Affiliate Services Agreements

We have entered into services agreements with each of RSI and Roivant Sciences GmbH, or RSG, wholly owned subsidiaries of our controlling shareholder RSL, each as further described below. Pursuant to these services agreements, during the years ended March 31, 2020 and 2019, we incurred expenses of $0.2 million and $3.4 million, respectively, inclusive of the mark-up under these agreements.

Roivant Sciences, Inc. Services Agreement

Effective as of July 9, 2018, we and our wholly owned subsidiaries, USI and Urovant Sciences GmbH, or USG, entered into an amended and restated services agreement with RSI, a wholly owned subsidiary of RSL, or the RSI Services Agreement, pursuant to which RSI provided us with services in relation to the identification of potential product candidates, project management of clinical trials and other development, administrative and financial activities. Our reliance on RSI for services pursuant to this agreement was immaterial during the years ended March 31, 2020 and 2019, and we have no current plans to utilize the services of RSI pursuant to this agreement in the future.

Under the terms of the RSI Services Agreement, we are obligated to pay or reimburse RSI for the costs it, or third parties acting on its behalf, incur(s) in providing services to us. In addition, we are obligated to pay to RSI a pre-determined mark-up on costs incurred by it in connection with any general and administrative and support services as well as research and development services.

Administrative and support services include, but are not limited to, payroll, general administrative, corporate and public relations, investor relations, financial marketing, activities in connection with raising capital, accounting and auditing, tax, health, safety, environmental and regulatory affairs, staffing and recruiting, benefits, information and technology services, purchasing and legal services. Research and development services include, but are not limited to, drug discovery and development from target identification through regulatory approval.

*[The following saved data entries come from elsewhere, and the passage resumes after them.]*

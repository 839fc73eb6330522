//! Semi-automatic tier: put the image on the system clipboard so the user
//! only has to paste.

use crate::{
    AttemptContext, ChannelKind, ChannelOutcome, DeliveryChannel, DeliveryErrorKind,
    DeliveryRequest, RequestKind,
};
use async_trait::async_trait;
use reqwest::header::{ACCESS_CONTROL_ALLOW_ORIGIN, ORIGIN};
use std::borrow::Cow;
use std::sync::Arc;
use std::time::Duration;
use thiserror::Error;

#[derive(Debug, Error)]
pub enum ClipboardError {
    #[error("clipboard unavailable: {0}")]
    Unavailable(String),
    #[error("clipboard write rejected: {0}")]
    Rejected(String),
}

/// Source bytes decoded to a straight RGBA8 bitmap.
///
/// This is the clipboard's canonical image form: the system backend
/// publishes it as PNG, whatever format the source was served in.
#[derive(Clone, Debug)]
pub struct EncodedImage {
    pub width: u32,
    pub height: u32,
    pub rgba: Vec<u8>,
}

impl EncodedImage {
    pub fn from_bytes(bytes: &[u8]) -> Result<Self, image::ImageError> {
        let rgba = image::load_from_memory(bytes)?.to_rgba8();
        let (width, height) = rgba.dimensions();
        Ok(Self {
            width,
            height,
            rgba: rgba.into_raw(),
        })
    }
}

/// Write-only clipboard backend.
pub trait ClipboardSink: Send + Sync + 'static {
    fn write_image(&self, image: &EncodedImage) -> Result<(), ClipboardError>;

    fn write_text(&self, text: &str) -> Result<(), ClipboardError>;

    /// Backend name for logs.
    fn name(&self) -> &'static str;
}

/// The desktop clipboard via `arboard`, which offers image writes as PNG to
/// other applications. A handle is opened per write.
#[derive(Clone, Copy, Debug, Default)]
pub struct SystemClipboard;

impl ClipboardSink for SystemClipboard {
    fn write_image(&self, image: &EncodedImage) -> Result<(), ClipboardError> {
        let mut clipboard =
            arboard::Clipboard::new().map_err(|e| ClipboardError::Unavailable(e.to_string()))?;
        clipboard
            .set_image(arboard::ImageData {
                width: image.width as usize,
                height: image.height as usize,
                bytes: Cow::Borrowed(&image.rgba),
            })
            .map_err(|e| ClipboardError::Rejected(e.to_string()))
    }

    fn write_text(&self, text: &str) -> Result<(), ClipboardError> {
        let mut clipboard =
            arboard::Clipboard::new().map_err(|e| ClipboardError::Unavailable(e.to_string()))?;
        clipboard
            .set_text(text)
            .map_err(|e| ClipboardError::Rejected(e.to_string()))
    }

    fn name(&self) -> &'static str {
        "arboard"
    }
}

enum ClipFailure {
    Decode(String),
    Clipboard(String),
}

pub struct ClipboardChannel {
    http: reqwest::Client,
    origin: String,
    timeout: Duration,
    sink: Arc<dyn ClipboardSink>,
}

impl ClipboardChannel {
    pub fn new(
        http: reqwest::Client,
        origin: impl Into<String>,
        timeout: Duration,
        sink: Arc<dyn ClipboardSink>,
    ) -> Self {
        Self {
            http,
            origin: origin.into(),
            timeout,
            sink,
        }
    }

    /// Read the image bytes the way a page script would: the source must
    /// answer 2xx and allow our origin to read the body.
    async fn fetch_cross_origin(&self, url: &str) -> Result<Vec<u8>, String> {
        let resp = self
            .http
            .get(url)
            .header(ORIGIN, self.origin.as_str())
            .timeout(self.timeout)
            .send()
            .await
            .map_err(|e| format!("fetch failed: {e}"))?;
        if !resp.status().is_success() {
            return Err(format!("source answered {}", resp.status()));
        }
        let allowed = resp
            .headers()
            .get(ACCESS_CONTROL_ALLOW_ORIGIN)
            .and_then(|v| v.to_str().ok())
            .is_some_and(|v| v.trim() == "*" || v.trim() == self.origin);
        if !allowed {
            return Err("source does not allow cross-origin reads".into());
        }
        let bytes = resp
            .bytes()
            .await
            .map_err(|e| format!("reading body failed: {e}"))?;
        Ok(bytes.to_vec())
    }

    async fn copy_image(&self, url: &str, artifact_name: &str) -> ChannelOutcome {
        let bytes = match self.fetch_cross_origin(url).await {
            Ok(b) => b,
            Err(msg) => {
                return ChannelOutcome::failed(
                    self.kind(),
                    artifact_name,
                    DeliveryErrorKind::CrossOriginBlocked,
                    msg,
                );
            }
        };

        // Decoding and the clipboard call are blocking; keep them off the
        // scheduler thread.
        let sink = Arc::clone(&self.sink);
        let joined = tokio::task::spawn_blocking(move || {
            let image =
                EncodedImage::from_bytes(&bytes).map_err(|e| ClipFailure::Decode(e.to_string()))?;
            sink.write_image(&image)
                .map_err(|e| ClipFailure::Clipboard(e.to_string()))?;
            Ok::<_, ClipFailure>((image.width, image.height))
        })
        .await;

        match joined {
            Ok(Ok((w, h))) => ChannelOutcome::succeeded(
                self.kind(),
                artifact_name,
                format!("copied {w}x{h} image to clipboard"),
            ),
            Ok(Err(ClipFailure::Decode(msg))) => ChannelOutcome::failed(
                self.kind(),
                artifact_name,
                DeliveryErrorKind::DecodeFailed,
                msg,
            ),
            Ok(Err(ClipFailure::Clipboard(msg))) => ChannelOutcome::failed(
                self.kind(),
                artifact_name,
                DeliveryErrorKind::ClipboardDenied,
                msg,
            ),
            Err(e) => ChannelOutcome::failed(
                self.kind(),
                artifact_name,
                DeliveryErrorKind::ClipboardDenied,
                format!("clipboard task failed: {e}"),
            ),
        }
    }

    async fn copy_link(&self, url: &str, artifact_name: &str) -> ChannelOutcome {
        let sink = Arc::clone(&self.sink);
        let text = url.to_string();
        let joined = tokio::task::spawn_blocking(move || sink.write_text(&text)).await;
        match joined {
            Ok(Ok(())) => {
                ChannelOutcome::succeeded(self.kind(), artifact_name, "link copied to clipboard")
            }
            Ok(Err(e)) => ChannelOutcome::failed(
                self.kind(),
                artifact_name,
                DeliveryErrorKind::ClipboardDenied,
                e.to_string(),
            ),
            Err(e) => ChannelOutcome::failed(
                self.kind(),
                artifact_name,
                DeliveryErrorKind::ClipboardDenied,
                format!("clipboard task failed: {e}"),
            ),
        }
    }
}

#[async_trait]
impl DeliveryChannel for ClipboardChannel {
    fn kind(&self) -> ChannelKind {
        ChannelKind::Clipboard
    }

    async fn attempt(
        &self,
        request: &DeliveryRequest,
        ctx: &AttemptContext<'_>,
    ) -> ChannelOutcome {
        tracing::debug!("clipboard tier using {} backend", self.sink.name());
        let url = request.source_url().as_str();
        match request.kind() {
            RequestKind::Image => self.copy_image(url, ctx.artifact_name).await,
            RequestKind::VideoLink => self.copy_link(url, ctx.artifact_name).await,
        }
    }
}
//! The process-wide state object: built once at start-up, handed to the
//! trigger layer, and disposed explicitly at shutdown.

use crate::channels::{
    ChannelSet, ClipboardChannel, ClipboardSink, DownloadChannel, RemoteServiceChannel,
    SystemClipboard,
};
use crate::config::Config;
use crate::feedback::{FeedbackReporter, NotificationBoard, NotificationSink};
use crate::http_client::CompanionClient;
use crate::ledger::RecentItems;
use crate::liveness::{LivenessProber, LivenessState, ProberTask};
use crate::orchestrator::{Orchestrator, OrchestratorOptions};
use crate::FerryError;
use std::sync::Arc;

pub struct Session {
    config: Config,
    orchestrator: Arc<Orchestrator>,
    prober_task: ProberTask,
}

impl Session {
    /// Start with the system clipboard and an in-process notification board.
    /// Must be called from within a Tokio runtime.
    pub fn start(config: Config) -> Result<Self, FerryError> {
        Self::start_with(
            config,
            Arc::new(SystemClipboard),
            Arc::new(NotificationBoard::new()),
        )
    }

    pub fn start_with(
        config: Config,
        clipboard: Arc<dyn ClipboardSink>,
        notifications: Arc<dyn NotificationSink>,
    ) -> Result<Self, FerryError> {
        let http = reqwest::Client::builder().build()?;
        let companion = CompanionClient::with_client(http.clone(), &config.base_url);

        let prober = LivenessProber::new(
            companion.clone(),
            config.probe_timeout,
            config.probe_interval,
        );
        let download = Arc::new(DownloadChannel::new(
            http.clone(),
            config.download_folder(),
            config.request_timeout,
        ));
        tracing::info!(
            "media ferry session starting (service {}, downloads to {})",
            config.base_url,
            download.folder().display()
        );
        let channels = ChannelSet::new(
            Arc::new(RemoteServiceChannel::new(
                companion,
                config.source.clone(),
                config.request_timeout,
                config.fast_fail_timeout,
                prober.interval(),
            )),
            Arc::new(ClipboardChannel::new(
                http,
                config.origin.clone(),
                config.request_timeout,
                clipboard,
            )),
            download,
        );
        let reporter = FeedbackReporter::new(
            notifications,
            config.notification_ttl,
            config.download_subdir.clone(),
        );
        let orchestrator = Arc::new(Orchestrator::new(
            channels,
            Arc::clone(&prober),
            Arc::new(RecentItems::new()),
            reporter,
            OrchestratorOptions {
                default_extension: config.default_extension.clone(),
                copy_link_fallback: config.copy_link_fallback,
            },
        ));

        let prober_task = prober.spawn();
        Ok(Self {
            config,
            orchestrator,
            prober_task,
        })
    }

    pub fn config(&self) -> &Config {
        &self.config
    }

    pub fn orchestrator(&self) -> Arc<Orchestrator> {
        Arc::clone(&self.orchestrator)
    }

    pub fn liveness(&self) -> LivenessState {
        self.orchestrator.prober().state()
    }

    /// Stop the recurring probe and wait for it to finish.
    pub async fn shutdown(self) {
        self.prober_task.shutdown().await;
        tracing::info!("media ferry session stopped");
    }
}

Under the RSI Services Agreement, RSI has agreed to indemnify us, USI and USG, and each our respective officers, employees and directors against all losses arising out of, due to or in connection with the provision of services (or the failure to provide services) under the RSI Services Agreement, subject to certain limitations set forth in the RSI Services Agreement. In addition, we, USI and USG have agreed to indemnify RSI and its affiliates and their respective officers, employees and directors against all losses arising out of, due to or in connection with the receipt of services under the RSI Services Agreement, subject to certain limitations set forth in the RSI Services Agreement. Such indemnification obligations will not exceed the payments made by us, by USI and by USG under the RSI Services Agreement for the specific service that allegedly caused or was related to the losses during the period in which such alleged losses were incurred. The term of the RSI Services Agreement will continue until terminated upon 90 days’ written notice by RSI or by either USI or USG with respect to the services either such party receives thereunder.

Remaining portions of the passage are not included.